#### Exercise
Please write out the listing beneath this sentence exactly, from its first line to the line with "are valid for at least the", and stop there.

---- The data

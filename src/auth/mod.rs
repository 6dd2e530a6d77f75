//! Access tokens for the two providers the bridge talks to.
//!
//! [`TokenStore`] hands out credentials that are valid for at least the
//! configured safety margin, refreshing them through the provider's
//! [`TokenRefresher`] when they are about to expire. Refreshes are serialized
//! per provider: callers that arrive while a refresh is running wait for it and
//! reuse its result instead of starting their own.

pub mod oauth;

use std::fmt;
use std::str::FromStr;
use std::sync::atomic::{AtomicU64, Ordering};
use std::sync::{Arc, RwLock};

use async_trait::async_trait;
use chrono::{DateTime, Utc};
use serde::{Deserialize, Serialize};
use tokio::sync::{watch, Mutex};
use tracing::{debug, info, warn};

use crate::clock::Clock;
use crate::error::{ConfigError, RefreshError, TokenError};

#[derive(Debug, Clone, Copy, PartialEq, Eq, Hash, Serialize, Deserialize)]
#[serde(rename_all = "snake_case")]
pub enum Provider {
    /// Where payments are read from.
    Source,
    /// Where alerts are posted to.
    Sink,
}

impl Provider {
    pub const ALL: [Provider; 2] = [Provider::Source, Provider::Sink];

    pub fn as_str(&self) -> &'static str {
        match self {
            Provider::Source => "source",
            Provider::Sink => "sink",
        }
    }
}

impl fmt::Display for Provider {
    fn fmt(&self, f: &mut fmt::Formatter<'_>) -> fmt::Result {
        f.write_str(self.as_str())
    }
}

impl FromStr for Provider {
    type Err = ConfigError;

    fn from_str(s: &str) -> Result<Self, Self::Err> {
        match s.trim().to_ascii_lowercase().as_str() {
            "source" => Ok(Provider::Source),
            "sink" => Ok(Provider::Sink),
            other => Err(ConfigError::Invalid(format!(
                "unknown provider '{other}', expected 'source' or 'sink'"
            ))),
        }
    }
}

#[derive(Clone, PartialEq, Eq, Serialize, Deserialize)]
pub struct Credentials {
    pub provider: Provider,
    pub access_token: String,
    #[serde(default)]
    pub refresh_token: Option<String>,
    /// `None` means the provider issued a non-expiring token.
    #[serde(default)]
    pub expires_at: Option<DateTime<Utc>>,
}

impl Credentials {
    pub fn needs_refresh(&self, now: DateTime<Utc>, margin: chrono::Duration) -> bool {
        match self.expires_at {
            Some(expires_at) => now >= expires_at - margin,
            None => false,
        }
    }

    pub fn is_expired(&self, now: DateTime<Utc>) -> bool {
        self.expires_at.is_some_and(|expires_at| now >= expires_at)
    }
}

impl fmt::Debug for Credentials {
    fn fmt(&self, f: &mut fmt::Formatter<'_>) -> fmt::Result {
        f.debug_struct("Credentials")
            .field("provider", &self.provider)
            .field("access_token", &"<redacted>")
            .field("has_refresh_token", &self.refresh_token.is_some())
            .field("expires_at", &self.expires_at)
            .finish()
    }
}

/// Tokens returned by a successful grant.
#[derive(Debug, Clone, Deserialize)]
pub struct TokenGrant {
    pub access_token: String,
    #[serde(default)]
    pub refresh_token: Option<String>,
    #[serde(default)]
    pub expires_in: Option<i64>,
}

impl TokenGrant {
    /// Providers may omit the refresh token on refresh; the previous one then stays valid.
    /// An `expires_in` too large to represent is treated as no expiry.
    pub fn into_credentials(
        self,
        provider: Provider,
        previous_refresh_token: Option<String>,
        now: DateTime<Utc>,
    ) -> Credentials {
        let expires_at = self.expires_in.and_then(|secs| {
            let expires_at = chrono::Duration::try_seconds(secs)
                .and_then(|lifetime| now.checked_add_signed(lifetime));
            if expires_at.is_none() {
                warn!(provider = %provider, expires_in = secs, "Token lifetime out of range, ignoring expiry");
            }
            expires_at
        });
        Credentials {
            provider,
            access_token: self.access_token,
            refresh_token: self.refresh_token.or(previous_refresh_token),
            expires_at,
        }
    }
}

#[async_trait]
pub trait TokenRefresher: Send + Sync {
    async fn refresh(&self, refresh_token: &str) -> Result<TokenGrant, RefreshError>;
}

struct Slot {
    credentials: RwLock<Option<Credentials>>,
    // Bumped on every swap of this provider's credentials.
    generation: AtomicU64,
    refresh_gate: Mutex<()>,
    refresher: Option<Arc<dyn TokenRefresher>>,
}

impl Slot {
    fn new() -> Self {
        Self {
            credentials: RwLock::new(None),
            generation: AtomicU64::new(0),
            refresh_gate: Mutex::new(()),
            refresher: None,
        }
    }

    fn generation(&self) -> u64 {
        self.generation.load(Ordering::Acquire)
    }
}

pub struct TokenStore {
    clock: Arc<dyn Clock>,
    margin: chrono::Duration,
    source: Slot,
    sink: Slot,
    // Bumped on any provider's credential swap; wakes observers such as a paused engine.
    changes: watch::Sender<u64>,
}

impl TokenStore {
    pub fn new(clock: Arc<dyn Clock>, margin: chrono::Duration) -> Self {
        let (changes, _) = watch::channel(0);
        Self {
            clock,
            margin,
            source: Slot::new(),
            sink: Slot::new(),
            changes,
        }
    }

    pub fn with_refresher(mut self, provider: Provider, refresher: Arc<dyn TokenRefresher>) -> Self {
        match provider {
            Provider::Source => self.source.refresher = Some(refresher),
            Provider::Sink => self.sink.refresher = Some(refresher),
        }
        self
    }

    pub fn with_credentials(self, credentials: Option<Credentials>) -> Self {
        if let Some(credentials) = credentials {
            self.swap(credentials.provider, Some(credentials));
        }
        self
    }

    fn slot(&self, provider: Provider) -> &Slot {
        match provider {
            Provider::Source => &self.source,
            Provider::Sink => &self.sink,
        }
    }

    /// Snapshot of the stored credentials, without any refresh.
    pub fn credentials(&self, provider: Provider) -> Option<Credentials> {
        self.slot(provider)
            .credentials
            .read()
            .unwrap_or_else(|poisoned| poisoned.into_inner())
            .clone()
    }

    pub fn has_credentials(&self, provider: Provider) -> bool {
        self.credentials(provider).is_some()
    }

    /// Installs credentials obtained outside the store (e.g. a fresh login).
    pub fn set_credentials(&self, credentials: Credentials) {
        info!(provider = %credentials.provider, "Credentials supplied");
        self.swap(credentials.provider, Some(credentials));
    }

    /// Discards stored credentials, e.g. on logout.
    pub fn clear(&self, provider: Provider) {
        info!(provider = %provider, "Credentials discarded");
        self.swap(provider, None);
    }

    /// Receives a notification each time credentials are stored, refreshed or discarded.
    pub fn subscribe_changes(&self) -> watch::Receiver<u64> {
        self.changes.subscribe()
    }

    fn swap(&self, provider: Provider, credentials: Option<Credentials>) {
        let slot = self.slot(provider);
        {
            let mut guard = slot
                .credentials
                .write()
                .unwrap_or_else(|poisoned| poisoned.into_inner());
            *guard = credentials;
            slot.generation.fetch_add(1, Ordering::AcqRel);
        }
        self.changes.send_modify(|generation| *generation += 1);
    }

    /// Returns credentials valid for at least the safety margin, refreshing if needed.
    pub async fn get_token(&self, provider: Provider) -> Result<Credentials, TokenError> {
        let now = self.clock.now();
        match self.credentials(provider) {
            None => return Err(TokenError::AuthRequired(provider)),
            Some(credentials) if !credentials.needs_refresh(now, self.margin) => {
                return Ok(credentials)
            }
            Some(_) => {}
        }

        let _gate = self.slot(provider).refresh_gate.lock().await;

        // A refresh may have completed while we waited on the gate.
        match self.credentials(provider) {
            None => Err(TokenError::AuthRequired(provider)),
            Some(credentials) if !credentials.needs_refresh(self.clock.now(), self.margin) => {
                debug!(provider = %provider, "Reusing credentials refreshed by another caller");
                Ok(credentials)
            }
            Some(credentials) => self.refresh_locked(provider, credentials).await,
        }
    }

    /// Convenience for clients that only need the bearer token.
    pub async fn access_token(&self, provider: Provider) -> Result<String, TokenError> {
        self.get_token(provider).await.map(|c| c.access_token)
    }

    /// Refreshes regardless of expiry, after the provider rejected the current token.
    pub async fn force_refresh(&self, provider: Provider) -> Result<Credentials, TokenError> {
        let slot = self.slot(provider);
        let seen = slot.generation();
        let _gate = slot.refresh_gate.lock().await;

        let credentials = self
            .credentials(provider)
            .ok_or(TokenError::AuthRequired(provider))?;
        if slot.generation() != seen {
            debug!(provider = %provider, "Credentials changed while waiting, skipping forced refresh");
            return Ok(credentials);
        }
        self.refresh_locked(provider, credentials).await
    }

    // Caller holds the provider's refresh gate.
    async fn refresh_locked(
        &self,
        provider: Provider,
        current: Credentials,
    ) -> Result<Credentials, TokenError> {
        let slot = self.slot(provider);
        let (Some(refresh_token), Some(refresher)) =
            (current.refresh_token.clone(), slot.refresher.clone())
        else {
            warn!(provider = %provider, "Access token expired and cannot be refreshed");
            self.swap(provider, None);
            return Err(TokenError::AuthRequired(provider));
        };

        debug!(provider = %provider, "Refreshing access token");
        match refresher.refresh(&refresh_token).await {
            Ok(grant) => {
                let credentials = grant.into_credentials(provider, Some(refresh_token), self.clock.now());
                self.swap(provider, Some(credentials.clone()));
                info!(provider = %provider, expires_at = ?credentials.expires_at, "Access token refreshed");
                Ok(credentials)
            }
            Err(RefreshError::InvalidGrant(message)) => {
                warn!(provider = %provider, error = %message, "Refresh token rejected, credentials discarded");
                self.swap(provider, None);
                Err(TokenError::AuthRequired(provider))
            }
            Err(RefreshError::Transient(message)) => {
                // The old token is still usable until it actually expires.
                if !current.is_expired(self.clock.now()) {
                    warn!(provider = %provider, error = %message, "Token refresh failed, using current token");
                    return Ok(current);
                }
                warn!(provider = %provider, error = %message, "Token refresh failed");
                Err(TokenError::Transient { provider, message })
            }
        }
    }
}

--------

#### Answer
filename src/auth/mod.rs
repository 6dd2e530a6d77f75
//! Access tokens for the two providers the bridge talks to.
//!
//! [`TokenStore`] hands out credentials that are valid for at least the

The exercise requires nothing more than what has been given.